What is needed
Gather every line in the records below that contains the word "Network".

(Extracted records)
***

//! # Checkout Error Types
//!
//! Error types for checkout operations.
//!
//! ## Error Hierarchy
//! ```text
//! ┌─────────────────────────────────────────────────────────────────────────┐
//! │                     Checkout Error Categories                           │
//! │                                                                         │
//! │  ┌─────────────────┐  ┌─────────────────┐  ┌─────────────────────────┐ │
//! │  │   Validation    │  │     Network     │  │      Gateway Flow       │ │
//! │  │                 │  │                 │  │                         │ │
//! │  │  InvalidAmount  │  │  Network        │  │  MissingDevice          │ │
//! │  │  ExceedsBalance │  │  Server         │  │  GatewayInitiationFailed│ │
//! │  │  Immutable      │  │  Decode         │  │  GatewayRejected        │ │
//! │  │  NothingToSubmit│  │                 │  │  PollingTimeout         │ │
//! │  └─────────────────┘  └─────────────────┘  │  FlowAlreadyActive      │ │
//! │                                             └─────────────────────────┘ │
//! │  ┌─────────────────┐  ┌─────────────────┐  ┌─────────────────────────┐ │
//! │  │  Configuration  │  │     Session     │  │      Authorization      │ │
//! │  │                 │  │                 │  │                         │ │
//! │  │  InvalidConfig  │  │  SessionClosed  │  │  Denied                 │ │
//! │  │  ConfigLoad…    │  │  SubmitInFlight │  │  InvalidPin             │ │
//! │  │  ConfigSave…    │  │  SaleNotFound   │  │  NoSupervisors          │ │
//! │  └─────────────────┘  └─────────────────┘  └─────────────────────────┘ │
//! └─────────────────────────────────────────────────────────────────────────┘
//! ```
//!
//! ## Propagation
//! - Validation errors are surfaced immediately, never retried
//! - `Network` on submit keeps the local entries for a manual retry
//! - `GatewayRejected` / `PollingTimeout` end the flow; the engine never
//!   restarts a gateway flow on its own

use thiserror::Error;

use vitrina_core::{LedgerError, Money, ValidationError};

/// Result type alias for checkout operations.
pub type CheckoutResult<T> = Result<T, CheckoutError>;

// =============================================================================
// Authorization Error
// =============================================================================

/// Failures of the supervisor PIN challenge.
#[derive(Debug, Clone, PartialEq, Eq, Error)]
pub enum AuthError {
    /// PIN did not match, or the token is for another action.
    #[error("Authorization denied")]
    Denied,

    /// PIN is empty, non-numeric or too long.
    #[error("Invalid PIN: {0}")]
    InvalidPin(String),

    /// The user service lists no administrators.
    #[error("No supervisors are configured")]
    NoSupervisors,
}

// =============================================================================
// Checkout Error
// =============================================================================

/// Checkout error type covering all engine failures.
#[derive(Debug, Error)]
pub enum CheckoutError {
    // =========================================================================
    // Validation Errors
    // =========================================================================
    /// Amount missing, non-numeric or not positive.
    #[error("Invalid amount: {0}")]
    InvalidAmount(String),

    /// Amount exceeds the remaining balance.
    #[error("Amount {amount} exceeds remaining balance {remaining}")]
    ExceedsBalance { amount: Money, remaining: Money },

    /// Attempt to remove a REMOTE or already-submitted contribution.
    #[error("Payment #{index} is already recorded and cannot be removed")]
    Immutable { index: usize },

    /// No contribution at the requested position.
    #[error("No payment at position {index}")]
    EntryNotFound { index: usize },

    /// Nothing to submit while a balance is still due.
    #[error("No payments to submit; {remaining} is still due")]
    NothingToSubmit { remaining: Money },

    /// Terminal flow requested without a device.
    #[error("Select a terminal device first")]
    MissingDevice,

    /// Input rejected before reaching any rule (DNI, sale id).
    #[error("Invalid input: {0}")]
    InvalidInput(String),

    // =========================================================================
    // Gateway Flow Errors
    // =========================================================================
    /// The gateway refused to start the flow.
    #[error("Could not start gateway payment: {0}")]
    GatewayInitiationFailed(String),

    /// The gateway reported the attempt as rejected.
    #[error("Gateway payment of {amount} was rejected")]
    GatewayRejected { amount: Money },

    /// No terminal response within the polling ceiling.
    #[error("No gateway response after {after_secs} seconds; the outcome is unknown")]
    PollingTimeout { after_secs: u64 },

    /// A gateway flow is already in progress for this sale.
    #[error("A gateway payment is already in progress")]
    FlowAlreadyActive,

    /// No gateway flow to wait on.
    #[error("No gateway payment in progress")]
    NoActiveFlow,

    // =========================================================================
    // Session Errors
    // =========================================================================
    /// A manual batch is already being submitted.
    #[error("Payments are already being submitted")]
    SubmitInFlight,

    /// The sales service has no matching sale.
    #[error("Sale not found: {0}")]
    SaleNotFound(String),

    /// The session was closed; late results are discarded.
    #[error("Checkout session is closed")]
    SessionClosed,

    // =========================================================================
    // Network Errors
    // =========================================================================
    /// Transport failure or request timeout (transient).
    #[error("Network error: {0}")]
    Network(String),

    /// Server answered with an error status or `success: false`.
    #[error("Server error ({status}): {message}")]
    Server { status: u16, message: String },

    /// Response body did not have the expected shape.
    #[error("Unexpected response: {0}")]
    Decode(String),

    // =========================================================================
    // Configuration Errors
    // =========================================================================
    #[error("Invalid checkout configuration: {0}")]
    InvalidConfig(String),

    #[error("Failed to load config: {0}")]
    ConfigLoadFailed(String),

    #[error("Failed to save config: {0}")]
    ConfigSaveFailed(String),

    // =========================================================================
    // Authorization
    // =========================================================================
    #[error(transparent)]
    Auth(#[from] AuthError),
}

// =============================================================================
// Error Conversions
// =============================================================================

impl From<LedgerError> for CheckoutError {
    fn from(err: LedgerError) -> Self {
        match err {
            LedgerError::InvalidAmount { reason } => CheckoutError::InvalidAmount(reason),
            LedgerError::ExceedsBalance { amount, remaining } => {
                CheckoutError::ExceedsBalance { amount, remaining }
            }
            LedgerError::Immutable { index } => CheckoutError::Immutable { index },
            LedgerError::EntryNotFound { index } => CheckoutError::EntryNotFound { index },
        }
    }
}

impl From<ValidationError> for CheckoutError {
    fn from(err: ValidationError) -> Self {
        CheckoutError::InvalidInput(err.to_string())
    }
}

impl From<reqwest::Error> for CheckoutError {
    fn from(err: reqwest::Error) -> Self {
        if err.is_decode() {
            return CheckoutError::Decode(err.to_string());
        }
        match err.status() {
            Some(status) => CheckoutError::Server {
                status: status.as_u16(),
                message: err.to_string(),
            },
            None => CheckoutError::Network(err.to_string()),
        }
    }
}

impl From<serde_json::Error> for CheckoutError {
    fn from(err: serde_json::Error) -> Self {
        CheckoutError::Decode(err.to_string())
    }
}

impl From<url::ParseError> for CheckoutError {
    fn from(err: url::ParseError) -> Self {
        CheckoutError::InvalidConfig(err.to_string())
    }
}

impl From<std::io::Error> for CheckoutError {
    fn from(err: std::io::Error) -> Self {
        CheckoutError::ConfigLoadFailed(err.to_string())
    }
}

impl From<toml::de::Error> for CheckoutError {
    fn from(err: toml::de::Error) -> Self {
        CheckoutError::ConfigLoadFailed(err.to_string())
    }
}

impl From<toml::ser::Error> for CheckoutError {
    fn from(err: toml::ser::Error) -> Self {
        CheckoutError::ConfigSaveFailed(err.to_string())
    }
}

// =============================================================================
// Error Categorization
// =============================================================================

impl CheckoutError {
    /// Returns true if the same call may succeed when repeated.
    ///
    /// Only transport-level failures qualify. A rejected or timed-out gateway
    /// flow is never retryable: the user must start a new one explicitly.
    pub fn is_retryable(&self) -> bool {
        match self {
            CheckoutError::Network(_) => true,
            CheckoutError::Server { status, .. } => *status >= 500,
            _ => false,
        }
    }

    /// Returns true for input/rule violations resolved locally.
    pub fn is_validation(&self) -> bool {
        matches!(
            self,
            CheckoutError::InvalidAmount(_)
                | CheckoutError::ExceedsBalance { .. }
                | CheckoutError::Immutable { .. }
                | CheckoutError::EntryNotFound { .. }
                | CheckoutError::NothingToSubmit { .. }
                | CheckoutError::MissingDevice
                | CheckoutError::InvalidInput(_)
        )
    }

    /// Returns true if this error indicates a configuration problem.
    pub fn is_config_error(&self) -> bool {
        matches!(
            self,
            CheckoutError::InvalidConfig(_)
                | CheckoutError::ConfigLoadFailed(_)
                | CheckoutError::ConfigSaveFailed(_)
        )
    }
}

***

Solution
//! │  │   Validation    │  │     Network     │  │      Gateway Flow       │ │
//! │  │  InvalidAmount  │  │  Network        │  │  MissingDevice          │ │
//! - `Network` on submit keeps the local entries for a manual retry
    // Network Errors
    #[error("Network error: {0}")]
    Network(String),
            None => CheckoutError::Network(err.to_string()),
            CheckoutError::Network(_) => true,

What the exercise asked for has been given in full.